Quando i Brooklyn Nets sono scesi dall’aereo atterrato in Florida meno di 24 ore fa, avevano a disposizione soltanto 12 giocatori. Ma i rinforzi stavano arrivando. Jamal Crawford ha firmato un contratto con i Nets per il resto della stagione, riempiendo così uno dei tre posti rimasti vuoti a seguito delle defezioni causa coronavirus di Spencer Dinwiddie, DeAndre Jordan e Taurean Prince. Oltre a loro, anche Wilson Chandler ha preferito non prendere parte alla spedizione di Orlando per ragioni familiari, ma al suo posto Brooklyn ha aggiunto in squadra Justin Anderson. Stando dunque alle regole fissate dalla NBA, Crawford potrà dirigersi da solo in Florida. Se il suo stato di salute non è stato monitorato dallo scorso 23 giugno, il veterano più volte miglior sesto uomo dell’anno dovrà fare una settimana di quarantena a Orlando, sottoporsi a doppio tampone e soltanto dopo unirsi alla squadra in campo e in allenamento. Crawford era rimasto fuori dai 30 roster NBA per la prima volta dopo oltre 20 anni di onorata carriera: la sua ultima apparizione risale all’aprile 2019, quando con i Suns approfittò del clima da ultimo giorno di scuola per segnare 51 punti contro Dallas - diventando così l’unico giocatore della storia della NBA ad aver realizzato almeno 50 punti in una singola gara con ben quattro squadre diverse.

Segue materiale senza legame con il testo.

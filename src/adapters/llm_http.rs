//! HTTP-based LLM adapter for OpenAI-compatible chat completion APIs.
//!
//! Works against any server implementing the `/v1/chat/completions`
//! streaming SSE contract: OpenAI, a local Ollama/vLLM instance, etc.

use crate::adapters::{ChatMessage, ChatRole, LlmAdapter};
use crate::error::{ControllerError, Result};
use async_trait::async_trait;
use futures_util::StreamExt;
use tokio::sync::mpsc;
use tokio_util::sync::CancellationToken;
use tracing::{info, warn};

/// LLM backend talking to an OpenAI-compatible HTTP API over SSE.
pub struct HttpLlmAdapter {
    client: reqwest::Client,
    api_url: String,
    model: String,
    api_key: String,
    temperature: f32,
    max_tokens: u32,
}

impl HttpLlmAdapter {
    /// Create a new adapter. `api_url` is the base URL, e.g.
    /// `https://api.openai.com/v1` or `http://localhost:11434/v1`.
    pub fn new(api_url: impl Into<String>, model: impl Into<String>, api_key: impl Into<String>) -> Self {
        Self {
            client: reqwest::Client::new(),
            api_url: api_url.into(),
            model: model.into(),
            api_key: api_key.into(),
            temperature: 0.7,
            max_tokens: 512,
        }
    }

    pub fn with_temperature(mut self, temperature: f32) -> Self {
        self.temperature = temperature;
        self
    }

    pub fn with_max_tokens(mut self, max_tokens: u32) -> Self {
        self.max_tokens = max_tokens;
        self
    }

    fn completions_url(&self) -> String {
        let base = self.api_url.trim_end_matches('/');
        if base.ends_with("/v1") {
            format!("{base}/chat/completions")
        } else {
            format!("{base}/v1/chat/completions")
        }
    }
}

fn role_str(role: ChatRole) -> &'static str {
    match role {
        ChatRole::System => "system",
        ChatRole::User => "user",
        ChatRole::Assistant => "assistant",
    }
}

#[async_trait]
impl LlmAdapter for HttpLlmAdapter {
    async fn warm_up(&self) -> Result<()> {
        let body = serde_json::json!({
            "model": self.model,
            "messages": [{"role": "user", "content": "hi"}],
            "max_tokens": 1,
            "stream": false,
        });
        let mut req = self.client.post(self.completions_url()).json(&body);
        if !self.api_key.is_empty() {
            req = req.bearer_auth(&self.api_key);
        }
        req.send()
            .await
            .map_err(|e| ControllerError::LlmConnectionFailed(e.to_string()))?;
        info!("LLM adapter warmed up: {}", self.api_url);
        Ok(())
    }

    async fn stream(
        &self,
        messages: Vec<ChatMessage>,
        cancel: CancellationToken,
    ) -> Result<mpsc::Receiver<Result<String>>> {
        let payload_messages: Vec<serde_json::Value> = messages
            .iter()
            .map(|m| serde_json::json!({ "role": role_str(m.role), "content": m.content }))
            .collect();

        let body = serde_json::json!({
            "model": self.model,
            "messages": payload_messages,
            "stream": true,
            "temperature": self.temperature,
            "max_tokens": self.max_tokens,
        });

        let mut req = self.client.post(self.completions_url()).json(&body);
        if !self.api_key.is_empty() {
            req = req.bearer_auth(&self.api_key);
        }

        let response = req
            .send()
            .await
            .map_err(|e| ControllerError::LlmConnectionFailed(e.to_string()))?;

        if !response.status().is_success() {
            let status = response.status();
            let text = response.text().await.unwrap_or_default();
            return Err(ControllerError::LlmConnectionFailed(format!("HTTP {status}: {text}")));
        }

        let (tx, rx) = mpsc::channel(64);

        tokio::spawn(async move {
            let mut byte_stream = response.bytes_stream();
            let mut buffer = String::new();

            loop {
                tokio::select! {
                    _ = cancel.cancelled() => {
                        break;
                    }
                    chunk = byte_stream.next() => {
                        let Some(chunk) = chunk else { break };
                        let bytes = match chunk {
                            Ok(b) => b,
                            Err(e) => {
                                let _ = tx.send(Err(ControllerError::LlmConnectionFailed(e.to_string()))).await;
                                break;
                            }
                        };
                        buffer.push_str(&String::from_utf8_lossy(&bytes));

                        while let Some(pos) = buffer.find('\n') {
                            let line = buffer[..pos].trim_end_matches('\r').to_owned();
                            buffer = buffer[pos + 1..].to_owned();

                            if line.is_empty() {
                                continue;
                            }
                            let Some(data) = line.strip_prefix("data: ") else { continue };
                            if data == "[DONE]" {
                                return;
                            }

                            let parsed: serde_json::Value = match serde_json::from_str(data) {
                                Ok(v) => v,
                                Err(e) => {
                                    warn!("SSE chunk parse failed: {e}");
                                    continue;
                                }
                            };

                            if let Some(content) = parsed["choices"][0]["delta"]["content"].as_str() {
                                if !content.is_empty() && tx.send(Ok(content.to_owned())).await.is_err() {
                                    return;
                                }
                            }

                            if parsed["choices"][0]["finish_reason"].as_str().is_some_and(|r| r != "null") {
                                return;
                            }
                        }
                    }
                }
            }
        });

        Ok(rx)
    }
}

#[cfg(test)]
mod tests {
    use super::*;

    #[test]
    fn completions_url_appends_v1_when_missing() {
        let a = HttpLlmAdapter::new("http://localhost:11434", "llama3", "");
        assert_eq!(a.completions_url(), "http://localhost:11434/v1/chat/completions");
    }

    #[test]
    fn completions_url_respects_existing_v1() {
        let a = HttpLlmAdapter::new("https://api.openai.com/v1", "gpt-4o-mini", "sk-test");
        assert_eq!(a.completions_url(), "https://api.openai.com/v1/chat/completions");
    }

    #[test]
    fn builder_overrides_defaults() {
        let a = HttpLlmAdapter::new("http://x", "m", "").with_temperature(0.2).with_max_tokens(64);
        assert_eq!(a.temperature, 0.2);
        assert_eq!(a.max_tokens, 64);
    }
}
//! WebSocket upgrade handler: one [`crate::turn::TurnController`] per
//! connection, driven by the client-transport message catalogue.

use super::{GatewayState, bearer_is_valid, unauthorized};
use crate::gateway::transport::WsTransport;
use crate::turn::{ClientMessage, TurnController, TurnControllerSettingsInit};
use axum::extract::ws::{Message, WebSocket, WebSocketUpgrade};
use axum::extract::{Path, State};
use axum::http::HeaderMap;
use axum::response::IntoResponse;
use base64::Engine;
use futures_util::StreamExt;
use std::sync::Arc;
use tracing::{info, warn};

pub async fn upgrade(
    State(state): State<GatewayState>,
    Path(session_id): Path<String>,
    headers: HeaderMap,
    ws: WebSocketUpgrade,
) -> impl IntoResponse {
    if !bearer_is_valid(&headers, &state.bearer_token) {
        return unauthorized();
    }
    ws.on_upgrade(move |socket| handle_socket(socket, session_id, state))
}

async fn handle_socket(socket: WebSocket, session_id: String, state: GatewayState) {
    let (sender, mut receiver) = socket.split();
    let transport = Arc::new(WsTransport::new(sender));

    let stt = (state.stt_factory)();
    let controller = TurnController::new(
        session_id.clone(),
        stt,
        Arc::clone(&state.llm),
        Arc::clone(&state.tts),
        transport,
        Arc::clone(&state.retriever),
        state.repository.clone(),
        TurnControllerSettingsInit::default(),
    );

    controller.start().await;

    while let Some(frame) = receiver.next().await {
        let frame = match frame {
            Ok(f) => f,
            Err(e) => {
                warn!("ws recv error for session {session_id}: {e}");
                break;
            }
        };

        let text = match frame {
            Message::Text(text) => text.to_string(),
            Message::Close(_) => break,
            Message::Ping(_) | Message::Pong(_) | Message::Binary(_) => continue,
        };

        let message: ClientMessage = match serde_json::from_str(&text) {
            Ok(m) => m,
            Err(e) => {
                warn!("malformed client message on session {session_id}: {e}");
                continue;
            }
        };

        dispatch(&controller, message).await;
    }

    controller.stop().await;
    info!("ws session {session_id} closed");
}

async fn dispatch(controller: &Arc<TurnController>, message: ClientMessage) {
    match message {
        ClientMessage::Connect => {}
        ClientMessage::AudioChunk { audio, format, sample_rate } => {
            match base64::engine::general_purpose::STANDARD.decode(audio) {
                Ok(bytes) => controller.handle_audio_chunk(&bytes, format, sample_rate).await,
                Err(e) => warn!("invalid base64 audio_chunk: {e}"),
            }
        }
        ClientMessage::Interrupt { .. } => controller.handle_interrupt().await,
        ClientMessage::UpdateSettings {
            silence_debounce_ms,
            cancellation_threshold,
            adaptive_debounce_enabled,
            voice_id,
            llm_model,
        } => {
            controller
                .update_settings(silence_debounce_ms, cancellation_threshold, adaptive_debounce_enabled, voice_id, llm_model)
                .await;
        }
        ClientMessage::Disconnect => controller.stop().await,
        ClientMessage::GetHistory => controller.handle_get_history().await,
        ClientMessage::Ping | ClientMessage::Pong => {}
    }
}
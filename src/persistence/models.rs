//! Row types persisted alongside the vector table.

use serde::{Deserialize, Serialize};

/// One conversation session.
#[derive(Debug, Clone, Serialize, Deserialize)]
pub struct SessionRow {
    pub id: String,
    pub created_at: i64,
    pub last_active_at: i64,
    pub total_turns: u32,
    pub cancelled_turns: u32,
}

/// One completed turn within a session.
#[derive(Debug, Clone, Serialize, Deserialize)]
pub struct TurnRow {
    pub id: String,
    pub session_id: String,
    pub user_text: String,
    pub agent_text: String,
    /// JSON-serialized `Vec<TransitionRecord>` for this turn.
    pub trajectory_json: String,
    pub started_at: i64,
    pub ended_at: i64,
    pub was_interrupted: bool,
    pub avg_confidence: f32,
}

/// Status of one LLM call within a turn.
#[derive(Debug, Clone, Copy, PartialEq, Eq, Serialize, Deserialize)]
#[serde(rename_all = "snake_case")]
pub enum LlmCallStatus {
    Completed,
    Canceled,
    Failed,
    SpeculativeCanceled,
}

impl LlmCallStatus {
    pub fn as_str(&self) -> &'static str {
        match self {
            Self::Completed => "completed",
            Self::Canceled => "canceled",
            Self::Failed => "failed",
            Self::SpeculativeCanceled => "speculative_canceled",
        }
    }

    pub fn from_str(s: &str) -> Option<Self> {
        match s {
            "completed" => Some(Self::Completed),
            "canceled" => Some(Self::Canceled),
            "failed" => Some(Self::Failed),
            "speculative_canceled" => Some(Self::SpeculativeCanceled),
            _ => None,
        }
    }
}

/// One LLM generation attempt, possibly cancelled mid-flight by a barge-in.
#[derive(Debug, Clone, Serialize, Deserialize)]
pub struct LlmCallRow {
    pub id: String,
    pub turn_id: String,
    pub status: LlmCallStatus,
    pub prompt_tokens: u32,
    pub completion_tokens: u32,
    pub latency_ms: u64,
}

/// Status of a document upload/ingestion.
#[derive(Debug, Clone, Copy, PartialEq, Eq, Serialize, Deserialize)]
#[serde(rename_all = "snake_case")]
pub enum DocumentStatus {
    Processing,
    Completed,
    Failed,
}

impl DocumentStatus {
    pub fn as_str(&self) -> &'static str {
        match self {
            Self::Processing => "processing",
            Self::Completed => "completed",
            Self::Failed => "failed",
        }
    }

    pub fn from_str(s: &str) -> Option<Self> {
        match s {
            "processing" => Some(Self::Processing),
            "completed" => Some(Self::Completed),
            "failed" => Some(Self::Failed),
            _ => None,
        }
    }
}

/// A document uploaded into a session's RAG index.
#[derive(Debug, Clone, Serialize, Deserialize)]
pub struct DocumentRow {
    pub id: String,
    pub session_id: String,
    pub filename: String,
    pub status: DocumentStatus,
    pub word_count: u32,
    pub chunk_count: u32,
    pub error: Option<String>,
}

/// A periodic telemetry sample for a session's adaptive-timing behavior.
#[derive(Debug, Clone, Serialize, Deserialize)]
pub struct TelemetrySampleRow {
    pub session_id: String,
    pub timestamp: i64,
    pub cancellation_rate: f32,
    pub avg_debounce_ms: f32,
    pub turn_latency_ms: u64,
}

#[cfg(test)]
mod tests {
    use super::*;

    #[test]
    fn llm_call_status_round_trips_through_str() {
        for status in [
            LlmCallStatus::Completed,
            LlmCallStatus::Canceled,
            LlmCallStatus::Failed,
            LlmCallStatus::SpeculativeCanceled,
        ] {
            assert_eq!(LlmCallStatus::from_str(status.as_str()), Some(status));
        }
    }

    #[test]
    fn document_status_round_trips_through_str() {
        for status in [DocumentStatus::Processing, DocumentStatus::Completed, DocumentStatus::Failed] {
            assert_eq!(DocumentStatus::from_str(status.as_str()), Some(status));
        }
    }

    #[test]
    fn unknown_status_string_is_none() {
        assert_eq!(LlmCallStatus::from_str("bogus"), None);
        assert_eq!(DocumentStatus::from_str("bogus"), None);
    }
}
//! Type metadata registry
//!
//! Rust has no decorator metadata to mine at runtime, so object layouts are
//! declared explicitly: [`describe`] opens a builder for a marker type, each
//! `field` call appends one [`FieldSchema`], and `register` files the
//! finished record in the process-wide registry. The resolver later turns a
//! [`TypeHandle`] into an `Object` node by looking the record up here.
//!
//! Registration is first write wins. A second `register` for the same
//! marker type fails with [`SchemaError::DuplicateType`] instead of
//! replacing the record, so schemas already resolved against the first
//! record stay truthful.

use std::any::TypeId;
use std::marker::PhantomData;
use std::sync::{Arc, OnceLock};

use dashmap::mapref::entry::Entry;
use dashmap::DashMap;
use tracing::debug;

use crate::error::{SchemaError, SchemaResult};
use crate::node::{FieldSchema, SchemaRef};

/// Identifies a registered (or registerable) marker type.
///
/// Carries the `TypeId` used as the registry key and the bare type name
/// used in diagnostics.
#[derive(Debug, Clone, Copy, PartialEq, Eq, Hash)]
pub struct TypeHandle {
    type_id: TypeId,
    name: &'static str,
}

impl TypeHandle {
    /// The handle for marker type `T`.
    pub fn of<T: 'static>() -> Self {
        Self {
            type_id: TypeId::of::<T>(),
            name: short_type_name::<T>(),
        }
    }

    /// The bare type name, without module path.
    pub fn name(&self) -> &'static str {
        self.name
    }

    /// The underlying `TypeId`.
    pub fn type_id(&self) -> TypeId {
        self.type_id
    }
}

fn short_type_name<T>() -> &'static str {
    let full = std::any::type_name::<T>();
    full.rsplit("::").next().unwrap_or(full)
}

/// A registered object layout: the type's name and its ordered fields.
#[derive(Debug)]
pub struct TypeRecord {
    name: String,
    fields: Vec<FieldSchema>,
}

impl TypeRecord {
    /// The registered type's bare name.
    pub fn name(&self) -> &str {
        &self.name
    }

    /// The declared fields, in declaration order.
    pub fn fields(&self) -> &[FieldSchema] {
        &self.fields
    }
}

/// The process-wide mapping from marker `TypeId`s to their records.
pub struct TypeRegistry {
    types: DashMap<TypeId, Arc<TypeRecord>>,
}

impl TypeRegistry {
    fn new() -> Self {
        Self {
            types: DashMap::new(),
        }
    }

    /// The shared global registry.
    pub fn global() -> &'static TypeRegistry {
        static REGISTRY: OnceLock<TypeRegistry> = OnceLock::new();
        REGISTRY.get_or_init(TypeRegistry::new)
    }

    /// Looks up the record for `handle`.
    pub fn lookup(&self, handle: TypeHandle) -> SchemaResult<Arc<TypeRecord>> {
        self.types
            .get(&handle.type_id)
            .map(|record| record.clone())
            .ok_or_else(|| SchemaError::UnregisteredType(handle.name.to_string()))
    }

    /// Whether `handle` has a record.
    pub fn is_registered(&self, handle: TypeHandle) -> bool {
        self.types.contains_key(&handle.type_id)
    }

    fn insert(&self, handle: TypeHandle, record: TypeRecord) -> SchemaResult<()> {
        match self.types.entry(handle.type_id) {
            Entry::Occupied(_) => Err(SchemaError::DuplicateType(handle.name.to_string())),
            Entry::Vacant(slot) => {
                slot.insert(Arc::new(record));
                Ok(())
            }
        }
    }
}

/// Opens a field builder for marker type `T`.
///
/// ```rust,ignore
/// struct User;
///
/// let user = describe::<User>()
///     .field("id", SchemaNode::string())
///     .field("age", SchemaNode::number())
///     .register()?;
/// ```
pub fn describe<T: 'static>() -> TypeDescriptor<T> {
    TypeDescriptor {
        handle: TypeHandle::of::<T>(),
        fields: Vec::new(),
        _marker: PhantomData,
    }
}

/// Accumulates field declarations for one marker type until `register`.
pub struct TypeDescriptor<T> {
    handle: TypeHandle,
    fields: Vec<FieldSchema>,
    _marker: PhantomData<fn() -> T>,
}

impl<T: 'static> TypeDescriptor<T> {
    /// Appends a field with an eagerly resolved schema.
    pub fn field(mut self, key: impl Into<String>, schema: SchemaRef) -> Self {
        self.fields.push(FieldSchema::new(key, schema));
        self
    }

    /// Appends a field whose external wire key differs from its key.
    pub fn field_as(
        mut self,
        key: impl Into<String>,
        wire_key: impl Into<String>,
        schema: SchemaRef,
    ) -> Self {
        self.fields
            .push(FieldSchema::new(key, schema).with_wire_key(wire_key));
        self
    }

    /// Appends a field with a lazily produced schema, for self-referential
    /// and mutually recursive types.
    pub fn lazy_field(
        mut self,
        key: impl Into<String>,
        init: impl Fn() -> SchemaRef + Send + Sync + 'static,
    ) -> Self {
        self.fields.push(FieldSchema::lazy(key, init));
        self
    }

    /// Appends a lazy field with a renamed wire key.
    pub fn lazy_field_as(
        mut self,
        key: impl Into<String>,
        wire_key: impl Into<String>,
        init: impl Fn() -> SchemaRef + Send + Sync + 'static,
    ) -> Self {
        self.fields
            .push(FieldSchema::lazy(key, init).with_wire_key(wire_key));
        self
    }

    /// Files the record in the global registry and returns the handle.
    ///
    /// Fails if no fields were declared, if two fields share a key, or if
    /// `T` already has a record.
    pub fn register(self) -> SchemaResult<TypeHandle> {
        if self.fields.is_empty() {
            return Err(SchemaError::EmptyType(self.handle.name.to_string()));
        }
        for (position, field) in self.fields.iter().enumerate() {
            if self.fields[..position]
                .iter()
                .any(|prior| prior.key() == field.key())
            {
                return Err(SchemaError::DuplicateField(field.key().to_string()));
            }
        }
        let field_count = self.fields.len();
        TypeRegistry::global().insert(
            self.handle,
            TypeRecord {
                name: self.handle.name.to_string(),
                fields: self.fields,
            },
        )?;
        debug!(
            type_name = %self.handle.name,
            fields = field_count,
            "registered type description"
        );
        Ok(self.handle)
    }
}

#[cfg(test)]
mod tests {
    use super::*;
    use crate::node::SchemaNode;

    #[test]
    fn registered_records_can_be_looked_up() {
        struct Invoice;
        let handle = describe::<Invoice>()
            .field("id", SchemaNode::string())
            .field("total", SchemaNode::number())
            .register()
            .unwrap();
        assert_eq!(handle.name(), "Invoice");
        let record = TypeRegistry::global().lookup(handle).unwrap();
        assert_eq!(record.name(), "Invoice");
        assert_eq!(record.fields().len(), 2);
        assert_eq!(record.fields()[0].key(), "id");
    }

    #[test]
    fn lookup_of_an_unregistered_type_fails() {
        struct NeverRegistered;
        let handle = TypeHandle::of::<NeverRegistered>();
        assert!(!TypeRegistry::global().is_registered(handle));
        assert_eq!(
            TypeRegistry::global().lookup(handle).unwrap_err(),
            SchemaError::UnregisteredType("NeverRegistered".into())
        );
    }

    #[test]
    fn empty_descriptions_are_rejected() {
        struct Hollow;
        assert_eq!(
            describe::<Hollow>().register().unwrap_err(),
            SchemaError::EmptyType("Hollow".into())
        );
    }

    #[test]
    fn duplicate_field_keys_are_rejected() {
        struct Clash;
        let result = describe::<Clash>()
            .field("name", SchemaNode::string())
            .field("name", SchemaNode::string())
            .register();
        assert_eq!(result.unwrap_err(), SchemaError::DuplicateField("name".into()));
    }

    #[test]
    fn a_second_registration_for_the_same_type_fails() {
        struct Settled;
        describe::<Settled>()
            .field("value", SchemaNode::number())
            .register()
            .unwrap();
        let second = describe::<Settled>()
            .field("value", SchemaNode::string())
            .register();
        assert_eq!(second.unwrap_err(), SchemaError::DuplicateType("Settled".into()));
    }

    #[test]
    fn renamed_wire_keys_are_recorded() {
        struct Renamed;
        let handle = describe::<Renamed>()
            .field_as("createdAt", "created_at", SchemaNode::date())
            .register()
            .unwrap();
        let record = TypeRegistry::global().lookup(handle).unwrap();
        assert_eq!(record.fields()[0].key(), "createdAt");
        assert_eq!(record.fields()[0].wire_key(), "created_at");
    }

    #[test]
    fn lazy_fields_do_not_resolve_at_registration() {
        struct TreeNode;
        let handle = describe::<TreeNode>()
            .field("label", SchemaNode::string())
            .lazy_field("parent", || SchemaNode::optional(SchemaNode::string()))
            .register()
            .unwrap();
        let record = TypeRegistry::global().lookup(handle).unwrap();
        let parent = record.fields()[1].schema();
        assert!(matches!(
            parent.kind(),
            crate::node::SchemaKind::Optional(_)
        ));
    }
}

Crawford dovrà aiutare Brooklyn a difendere il settimo posto e un piazzamento playoff a forte rischio, viste le defezioni. Un ritorno in campo accolto con gioia dal diretto interessato, che via Twitter ha sottolineato ancora una volta quanto sia importante per lui aver ottenuto di nuovo l’opportunità di giocare. Sono stati tanti i messaggi d’affetto arrivati dai compagni di squadra e dagli avversari, felici di riabbracciare un talento come quello del giocatore di Seattle.

Beasley e la squalifica di 5 giornate da scontare

Discorso diverso va fatto invece per Michael Beasley, anche lui ormai a un passo dall’accordo ufficiale con Brooklyn e pronto a partire per Orlando per aggregarsi al gruppo. Nel suo caso a pendere sulla sua testa c’è la squalifica arrivata lo scorso aprile (e non ancora scontata), a seguito dei test anti-doping e anti-droga effettuati dalla NBA. Sono 5 le gare in cui Beasley non potrà dunque scendere in campo, riducendo davvero al minimo il suo possibile impatto sui Nets: nella peggiore delle ipotesi infatti potrebbe ritrovarsi a giocare soltanto 5 partite (le 3 sfide finali della regular season abbreviata e le due del torneo play-in che qualifica l’ultima squadra ai playoff). L’idea dei Nets secondo molti infatti non è soltanto quella di sfruttare le sue giocate e le prestazioni in questa fase finale di stagione, ma soprattutto quella di valutarne lo stato di forma e la resa all'interno del gruppo in vista di un possibile accordo per la stagione 2020-2021.